Exercise objective:
Could you print the full listing below, keeping each line identical?
**********
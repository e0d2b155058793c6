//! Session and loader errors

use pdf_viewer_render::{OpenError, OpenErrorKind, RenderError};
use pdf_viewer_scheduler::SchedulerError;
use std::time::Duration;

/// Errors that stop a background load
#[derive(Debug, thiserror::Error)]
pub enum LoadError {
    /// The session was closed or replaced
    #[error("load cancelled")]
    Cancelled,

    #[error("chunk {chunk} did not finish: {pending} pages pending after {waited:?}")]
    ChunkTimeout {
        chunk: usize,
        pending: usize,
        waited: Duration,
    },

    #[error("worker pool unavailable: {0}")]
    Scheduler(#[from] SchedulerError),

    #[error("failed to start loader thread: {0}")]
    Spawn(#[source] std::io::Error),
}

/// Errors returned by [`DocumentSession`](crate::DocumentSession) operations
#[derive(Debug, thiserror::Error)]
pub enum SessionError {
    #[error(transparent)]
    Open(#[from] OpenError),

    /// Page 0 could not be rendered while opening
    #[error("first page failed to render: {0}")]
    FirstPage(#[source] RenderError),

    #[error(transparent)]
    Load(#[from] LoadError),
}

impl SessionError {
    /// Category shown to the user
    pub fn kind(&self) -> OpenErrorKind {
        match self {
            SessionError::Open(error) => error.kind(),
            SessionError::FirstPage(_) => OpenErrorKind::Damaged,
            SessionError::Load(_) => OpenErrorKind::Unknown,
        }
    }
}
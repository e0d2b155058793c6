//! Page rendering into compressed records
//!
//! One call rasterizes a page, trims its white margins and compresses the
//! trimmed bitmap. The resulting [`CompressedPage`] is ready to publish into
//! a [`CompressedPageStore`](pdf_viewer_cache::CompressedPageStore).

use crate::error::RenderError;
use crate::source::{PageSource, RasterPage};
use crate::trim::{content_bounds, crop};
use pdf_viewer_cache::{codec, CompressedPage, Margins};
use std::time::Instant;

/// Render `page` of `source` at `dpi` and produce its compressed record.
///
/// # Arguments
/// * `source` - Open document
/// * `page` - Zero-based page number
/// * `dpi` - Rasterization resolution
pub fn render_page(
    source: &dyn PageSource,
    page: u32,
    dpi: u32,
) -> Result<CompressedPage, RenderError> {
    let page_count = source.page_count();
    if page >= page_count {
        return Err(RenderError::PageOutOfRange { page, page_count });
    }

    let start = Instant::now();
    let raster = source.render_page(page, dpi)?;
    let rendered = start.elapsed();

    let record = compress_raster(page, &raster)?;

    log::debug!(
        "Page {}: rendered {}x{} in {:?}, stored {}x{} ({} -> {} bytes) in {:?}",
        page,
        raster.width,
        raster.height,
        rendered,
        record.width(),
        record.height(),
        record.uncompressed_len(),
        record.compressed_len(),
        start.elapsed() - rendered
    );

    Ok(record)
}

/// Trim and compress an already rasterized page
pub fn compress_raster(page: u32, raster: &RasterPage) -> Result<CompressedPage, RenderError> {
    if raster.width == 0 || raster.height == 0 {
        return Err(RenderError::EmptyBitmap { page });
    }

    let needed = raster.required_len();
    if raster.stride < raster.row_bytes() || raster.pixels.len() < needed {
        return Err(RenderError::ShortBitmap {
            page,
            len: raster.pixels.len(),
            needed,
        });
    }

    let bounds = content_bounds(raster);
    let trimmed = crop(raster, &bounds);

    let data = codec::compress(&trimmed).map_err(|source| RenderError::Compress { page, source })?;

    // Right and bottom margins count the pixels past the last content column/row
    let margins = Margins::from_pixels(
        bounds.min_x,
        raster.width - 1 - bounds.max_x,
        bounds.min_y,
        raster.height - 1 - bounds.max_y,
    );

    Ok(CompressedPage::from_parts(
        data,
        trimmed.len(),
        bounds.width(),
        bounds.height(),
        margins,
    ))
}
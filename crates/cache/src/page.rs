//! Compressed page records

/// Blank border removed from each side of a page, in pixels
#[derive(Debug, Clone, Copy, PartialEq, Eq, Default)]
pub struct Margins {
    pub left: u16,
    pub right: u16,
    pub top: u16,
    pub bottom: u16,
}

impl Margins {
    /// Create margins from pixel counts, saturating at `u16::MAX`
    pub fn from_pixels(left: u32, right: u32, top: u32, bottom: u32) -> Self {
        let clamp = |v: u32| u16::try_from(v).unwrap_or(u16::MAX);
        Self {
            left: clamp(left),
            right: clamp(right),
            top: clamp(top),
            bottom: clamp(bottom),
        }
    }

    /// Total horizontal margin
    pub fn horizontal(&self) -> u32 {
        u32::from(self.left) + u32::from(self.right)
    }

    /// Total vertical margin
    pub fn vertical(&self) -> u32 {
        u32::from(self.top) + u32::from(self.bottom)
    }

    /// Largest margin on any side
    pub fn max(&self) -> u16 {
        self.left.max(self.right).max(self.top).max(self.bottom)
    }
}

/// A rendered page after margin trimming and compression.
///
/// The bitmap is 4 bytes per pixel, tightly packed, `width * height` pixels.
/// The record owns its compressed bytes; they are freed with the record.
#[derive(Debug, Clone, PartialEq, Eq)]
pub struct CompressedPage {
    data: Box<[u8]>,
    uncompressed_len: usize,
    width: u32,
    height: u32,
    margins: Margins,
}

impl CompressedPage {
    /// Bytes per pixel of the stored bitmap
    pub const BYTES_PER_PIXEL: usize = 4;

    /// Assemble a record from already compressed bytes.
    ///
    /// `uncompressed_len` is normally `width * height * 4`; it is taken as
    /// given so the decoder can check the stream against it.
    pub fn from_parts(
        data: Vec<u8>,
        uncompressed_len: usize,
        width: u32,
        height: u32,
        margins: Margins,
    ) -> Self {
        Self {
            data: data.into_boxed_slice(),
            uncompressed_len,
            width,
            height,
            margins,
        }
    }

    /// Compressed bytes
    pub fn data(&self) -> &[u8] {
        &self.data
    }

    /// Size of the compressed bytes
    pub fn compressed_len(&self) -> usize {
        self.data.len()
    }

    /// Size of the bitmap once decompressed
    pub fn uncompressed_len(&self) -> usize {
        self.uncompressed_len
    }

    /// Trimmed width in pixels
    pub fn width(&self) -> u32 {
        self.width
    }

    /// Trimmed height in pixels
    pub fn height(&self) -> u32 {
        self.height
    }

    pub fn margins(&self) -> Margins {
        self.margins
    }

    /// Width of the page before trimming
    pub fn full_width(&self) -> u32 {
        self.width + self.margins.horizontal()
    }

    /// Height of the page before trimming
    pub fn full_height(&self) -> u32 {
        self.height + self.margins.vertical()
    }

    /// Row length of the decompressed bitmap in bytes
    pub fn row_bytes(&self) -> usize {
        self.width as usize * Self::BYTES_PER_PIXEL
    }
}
**********
Output below:
repository e0d2b155058793c6
//! Session and loader errors

use pdf_viewer_render::{OpenError, OpenErrorKind, RenderError};
use pdf_viewer_scheduler::SchedulerError;
use std::time::Duration;

/// Errors that stop a background load
#[derive(Debug, thiserror::Error)]
pub enum LoadError {
    /// The session was closed or replaced
    #[error("load cancelled")]
    Cancelled,

    #[error("chunk {chunk} did not finish: {pending} pages pending after {waited:?}")]
    ChunkTimeout {
        chunk: usize,
        pending: usize,
        waited: Duration,
    },

    #[error("worker pool unavailable: {0}")]
    Scheduler(#[from] SchedulerError),

    #[error("failed to start loader thread: {0}")]
    Spawn(#[source] std::io::Error),
}

/// Errors returned by [`DocumentSession`](crate::DocumentSession) operations
#[derive(Debug, thiserror::Error)]
pub enum SessionError {
    #[error(transparent)]
    Open(#[from] OpenError),

    /// Page 0 could not be rendered while opening
    #[error("first page failed to render: {0}")]
    FirstPage(#[source] RenderError),

    #[error(transparent)]
    Load(#[from] LoadError),
}

impl SessionError {
    /// Category shown to the user
    pub fn kind(&self) -> OpenErrorKind {
        match self {
            SessionError::Open(error) => error.kind(),
            SessionError::FirstPage(_) => OpenErrorKind::Damaged,
            SessionError::Load(_) => OpenErrorKind::Unknown,
        }
    }
}
repository e0d2b155058793c6
//! Page rendering into compressed records
//!
//! One call rasterizes a page, trims its white margins and compresses the
//! trimmed bitmap. The resulting [`CompressedPage`] is ready to publish into
//! a [`CompressedPageStore`](pdf_viewer_cache::CompressedPageStore).

use crate::error::RenderError;
use crate::source::{PageSource, RasterPage};
use crate::trim::{content_bounds, crop};
use pdf_viewer_cache::{codec, CompressedPage, Margins};
use std::time::Instant;

/// Render `page` of `source` at `dpi` and produce its compressed record.
///
/// # Arguments
/// * `source` - Open document
/// * `page` - Zero-based page number
/// * `dpi` - Rasterization resolution
pub fn render_page(
    source: &dyn PageSource,
    page: u32,
    dpi: u32,
) -> Result<CompressedPage, RenderError> {
    let page_count = source.page_count();
    if page >= page_count {
        return Err(RenderError::PageOutOfRange { page, page_count });
    }

    let start = Instant::now();
    let raster = source.render_page(page, dpi)?;
    let rendered = start.elapsed();

    let record = compress_raster(page, &raster)?;

    log::debug!(
        "Page {}: rendered {}x{} in {:?}, stored {}x{} ({} -> {} bytes) in {:?}",
        page,
        raster.width,
        raster.height,
        rendered,
        record.width(),
        record.height(),
        record.uncompressed_len(),
        record.compressed_len(),
        start.elapsed() - rendered
    );

    Ok(record)
}

/// Trim and compress an already rasterized page
pub fn compress_raster(page: u32, raster: &RasterPage) -> Result<CompressedPage, RenderError> {
    if raster.width == 0 || raster.height == 0 {
        return Err(RenderError::EmptyBitmap { page });
    }

    let needed = raster.required_len();
    if raster.stride < raster.row_bytes() || raster.pixels.len() < needed {
        return Err(RenderError::ShortBitmap {
            page,
            len: raster.pixels.len(),
            needed,
        });
    }

    let bounds = content_bounds(raster);
    let trimmed = crop(raster, &bounds);

    let data = codec::compress(&trimmed).map_err(|source| RenderError::Compress { page, source })?;

    // Right and bottom margins count the pixels past the last content column/row
    let margins = Margins::from_pixels(
        bounds.min_x,
        raster.width - 1 - bounds.max_x,
        bounds.min_y,
        raster.height - 1 - bounds.max_y,
    );

    Ok(CompressedPage::from_parts(
        data,
        trimmed.len(),
        bounds.width(),
        bounds.height(),
        margins,
    ))
}
filename crates/cache/src/page.rs
//! Compressed page records

/// Blank border removed from each side of a page, in pixels
#[derive(Debug, Clone, Copy, PartialEq, Eq, Default)]
pub struct Margins {
    pub left: u16,
    pub right: u16,
    pub top: u16,
    pub bottom: u16,
}

impl Margins {
    /// Create margins from pixel counts, saturating at `u16::MAX`
    pub fn from_pixels(left: u32, right: u32, top: u32, bottom: u32) -> Self {
        let clamp = |v: u32| u16::try_from(v).unwrap_or(u16::MAX);
        Self {
            left: clamp(left),
            right: clamp(right),
            top: clamp(top),
            bottom: clamp(bottom),
        }
    }

    /// Total horizontal margin
    pub fn horizontal(&self) -> u32 {
        u32::from(self.left) + u32::from(self.right)
    }

    /// Total vertical margin
    pub fn vertical(&self) -> u32 {
        u32::from(self.top) + u32::from(self.bottom)
    }

    /// Largest margin on any side
    pub fn max(&self) -> u16 {
        self.left.max(self.right).max(self.top).max(self.bottom)
    }
}

/// A rendered page after margin trimming and compression.
///
/// The bitmap is 4 bytes per pixel, tightly packed, `width * height` pixels.
/// The record owns its compressed bytes; they are freed with the record.
#[derive(Debug, Clone, PartialEq, Eq)]
pub struct CompressedPage {
    data: Box<[u8]>,
    uncompressed_len: usize,
    width: u32,
    height: u32,
    margins: Margins,
}

impl CompressedPage {
    /// Bytes per pixel of the stored bitmap
    pub const BYTES_PER_PIXEL: usize = 4;

    /// Assemble a record from already compressed bytes.
    ///
    /// `uncompressed_len` is normally `width * height * 4`; it is taken as
    /// given so the decoder can check the stream against it.
    pub fn from_parts(
        data: Vec<u8>,
        uncompressed_len: usize,
        width: u32,
        height: u32,
        margins: Margins,
    ) -> Self {
        Self {
            data: data.into_boxed_slice(),
            uncompressed_len,
            width,
            height,
            margins,
        }
    }

    /// Compressed bytes
    pub fn data(&self) -> &[u8] {
        &self.data
    }

    /// Size of the compressed bytes
    pub fn compressed_len(&self) -> usize {
        self.data.len()
    }

    /// Size of the bitmap once decompressed
    pub fn uncompressed_len(&self) -> usize {
        self.uncompressed_len
    }

    /// Trimmed width in pixels
    pub fn width(&self) -> u32 {
        self.width
    }

    /// Trimmed height in pixels
    pub fn height(&self) -> u32 {
        self.height
    }

    pub fn margins(&self) -> Margins {
        self.margins
    }

    /// Width of the page before trimming
    pub fn full_width(&self) -> u32 {
        self.width + self.margins.horizontal()
    }

    /// Height of the page before trimming
    pub fn full_height(&self) -> u32 {
        self.height + self.margins.vertical()
    }

    /// Row length of the decompressed bitmap in bytes
    pub fn row_bytes(&self) -> usize {
        self.width as usize * Self::BYTES_PER_PIXEL
    }
}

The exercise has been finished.